No software do lado do servidor, simultaneidade e paralelismo são frequentemente considerados como conceitos diferentes. Em um servidor, suportar E / Ss simultâneas significa que o servidor pode atender a vários clientes executando vários fluxos correspondentes a esses clientes com apenas uma unidade de computação. Nesse contexto, paralelismo significaria que o servidor é capaz de executar várias coisas ao mesmo tempo (com várias unidades de computação), o que é diferente.
Por exemplo, um barman é capaz de cuidar de vários clientes, enquanto ele só pode preparar uma bebida de cada vez. Para que ele possa fornecer simultaneidade sem paralelismo.
Esta questão foi debatida aqui:
Qual é a diferença entre simultaneidade e paralelismo?
Veja também esta apresentação de Rob Pike.
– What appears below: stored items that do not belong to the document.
//! Backend abstraction consumed by the session engine.
//!
//! [`ResponseGateway`] is the seam between the engine and the REST
//! client: the engine only ever talks to the trait, so tests substitute
//! an in-process stub and the engine's conflict handling, fallbacks and
//! fire-and-forget paths get exercised without a network.

use async_trait::async_trait;
use fieldwork_core::{AnswerMap, Questionnaire};

use crate::api::{PlatformApi, PlatformApiError};
use crate::types::{
    EncryptedLinkValidation, GeneratedLinkValidation, LinkStagedRequest, PollAnswerOutcome,
    PollAnswerRequest, RegisterOutcome, RegisterRequest, SaveOutcome, SaveProgressRequest,
    SavedProgress, StageRequest, SubmitOutcome, SubmitRequest, TokenValidation, VideoProgress,
    VideoProgressQuery, VideoProgressRequest,
};

/// Participant-facing backend operations the session engine depends on.
#[async_trait]
pub trait ResponseGateway: Send + Sync {
    /// Validate a participant access token.
    async fn validate_access_token(&self, token: &str)
        -> Result<TokenValidation, PlatformApiError>;

    /// Validate a generated link token.
    async fn validate_generated_link(
        &self,
        token: &str,
    ) -> Result<GeneratedLinkValidation, PlatformApiError>;

    /// Validate an encrypted link token.
    async fn validate_encrypted_link(
        &self,
        token: &str,
    ) -> Result<EncryptedLinkValidation, PlatformApiError>;

    /// Fetch the questionnaire definition with activity settings folded in.
    async fn fetch_questionnaire(
        &self,
        questionnaire_id: &str,
    ) -> Result<Questionnaire, PlatformApiError>;

    /// Register a participant, surfacing prior submissions as a typed
    /// outcome.
    async fn register_participant(
        &self,
        questionnaire_id: &str,
        request: &RegisterRequest,
    ) -> Result<RegisterOutcome, PlatformApiError>;

    /// Autosave in-progress answers.
    async fn save_progress(
        &self,
        questionnaire_id: &str,
        request: &SaveProgressRequest,
    ) -> Result<SaveOutcome, PlatformApiError>;

    /// Load server-side progress for a returning participant.
    async fn load_progress(
        &self,
        questionnaire_id: &str,
        participant_id: &str,
    ) -> Result<Option<SavedProgress>, PlatformApiError>;

    /// Submit the final answers.
    async fn submit_response(
        &self,
        questionnaire_id: &str,
        request: &SubmitRequest,
    ) -> Result<SubmitOutcome, PlatformApiError>;

    /// Submit a poll answer and fetch the running distribution.
    async fn submit_poll_answer(
        &self,
        questionnaire_id: &str,
        request: &PollAnswerRequest,
    ) -> Result<PollAnswerOutcome, PlatformApiError>;

    /// Stage answers ahead of post-submission registration.
    async fn stage_submission(
        &self,
        questionnaire_id: &str,
        request: &StageRequest,
    ) -> Result<String, PlatformApiError>;

    /// Link staged answers to a registered participant.
    async fn link_staged_submission(
        &self,
        questionnaire_id: &str,
        request: &LinkStagedRequest,
    ) -> Result<AnswerMap, PlatformApiError>;

    /// Mark an access token as consumed.
    async fn mark_token_used(&self, token: &str) -> Result<(), PlatformApiError>;

    /// Mark a generated link as consumed.
    async fn mark_link_used(
        &self,
        token: &str,
        participant_id: &str,
        response_id: &str,
    ) -> Result<(), PlatformApiError>;

    /// Record video watch progress.
    async fn record_video_progress(
        &self,
        request: &VideoProgressRequest,
    ) -> Result<(), PlatformApiError>;

    /// Fetch stored video watch progress.
    async fn fetch_video_progress(
        &self,
        query: &VideoProgressQuery,
    ) -> Result<Option<VideoProgress>, PlatformApiError>;
}

#[async_trait]
impl ResponseGateway for PlatformApi {
    async fn validate_access_token(
        &self,
        token: &str,
    ) -> Result<TokenValidation, PlatformApiError> {
        PlatformApi::validate_access_token(self, token).await
    }

    async fn validate_generated_link(
        &self,
        token: &str,
    ) -> Result<GeneratedLinkValidation, PlatformApiError> {
        PlatformApi::validate_generated_link(self, token).await
    }

    async fn validate_encrypted_link(
        &self,
        token: &str,
    ) -> Result<EncryptedLinkValidation, PlatformApiError> {
        PlatformApi::validate_encrypted_link(self, token).await
    }

    async fn fetch_questionnaire(
        &self,
        questionnaire_id: &str,
    ) -> Result<Questionnaire, PlatformApiError> {
        PlatformApi::fetch_questionnaire(self, questionnaire_id).await
    }

    async fn register_participant(
        &self,
        questionnaire_id: &str,
        request: &RegisterRequest,
    ) -> Result<RegisterOutcome, PlatformApiError> {
        PlatformApi::register_participant(self, questionnaire_id, request).await
    }

    async fn save_progress(
        &self,
        questionnaire_id: &str,
        request: &SaveProgressRequest,
    ) -> Result<SaveOutcome, PlatformApiError> {
        PlatformApi::save_progress(self, questionnaire_id, request).await
    }

    async fn load_progress(
        &self,
        questionnaire_id: &str,
        participant_id: &str,
    ) -> Result<Option<SavedProgress>, PlatformApiError> {
        PlatformApi::load_progress(self, questionnaire_id, participant_id).await
    }

    async fn submit_response(
        &self,
        questionnaire_id: &str,
        request: &SubmitRequest,
    ) -> Result<SubmitOutcome, PlatformApiError> {
        PlatformApi::submit_response(self, questionnaire_id, request).await
    }

    async fn submit_poll_answer(
        &self,
        questionnaire_id: &str,
        request: &PollAnswerRequest,
    ) -> Result<PollAnswerOutcome, PlatformApiError> {
        PlatformApi::submit_poll_answer(self, questionnaire_id, request).await
    }

    async fn stage_submission(
        &self,
        questionnaire_id: &str,
        request: &StageRequest,
    ) -> Result<String, PlatformApiError> {
        PlatformApi::stage_submission(self, questionnaire_id, request).await
    }

    async fn link_staged_submission(
        &self,
        questionnaire_id: &str,
        request: &LinkStagedRequest,
    ) -> Result<AnswerMap, PlatformApiError> {
        PlatformApi::link_staged_submission(self, questionnaire_id, request).await
    }

    async fn mark_token_used(&self, token: &str) -> Result<(), PlatformApiError> {
        PlatformApi::mark_token_used(self, token).await
    }

    async fn mark_link_used(
        &self,
        token: &str,
        participant_id: &str,
        response_id: &str,
    ) -> Result<(), PlatformApiError> {
        PlatformApi::mark_link_used(self, token, participant_id, response_id).await
    }

    async fn record_video_progress(
        &self,
        request: &VideoProgressRequest,
    ) -> Result<(), PlatformApiError> {
        PlatformApi::record_video_progress(self, request).await
    }

    async fn fetch_video_progress(
        &self,
        query: &VideoProgressQuery,
    ) -> Result<Option<VideoProgress>, PlatformApiError> {
        PlatformApi::fetch_video_progress(self, query).await
    }
}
Um programa de thread único pode definitivamente fornecer simultaneidade no nível de E / S usando um mecanismo de multiplexação de E / S (des) e um loop de eventos (que é o que Redis faz).
O paralelismo tem um custo: com os vários soquetes / múltiplos núcleos que você encontra no hardware moderno, a sincronização entre os segmentos é extremamente cara. Por outro lado, o gargalo de um mecanismo de armazenamento eficiente como o Redis geralmente é a rede, muito antes da CPU. Os loops de eventos isolados (que não requerem sincronização) são, portanto, vistos como um bom design para criar servidores eficientes e escaláveis.
O fato de as operações Redis serem atômicas é simplesmente uma consequência do loop de eventos de thread único. O ponto interessante é que a atomicidade é fornecida sem custo adicional (não requer sincronização). Ele pode ser explorado pelo usuário para implementar o bloqueio otimista e outros padrões sem pagar pela sobrecarga de sincronização.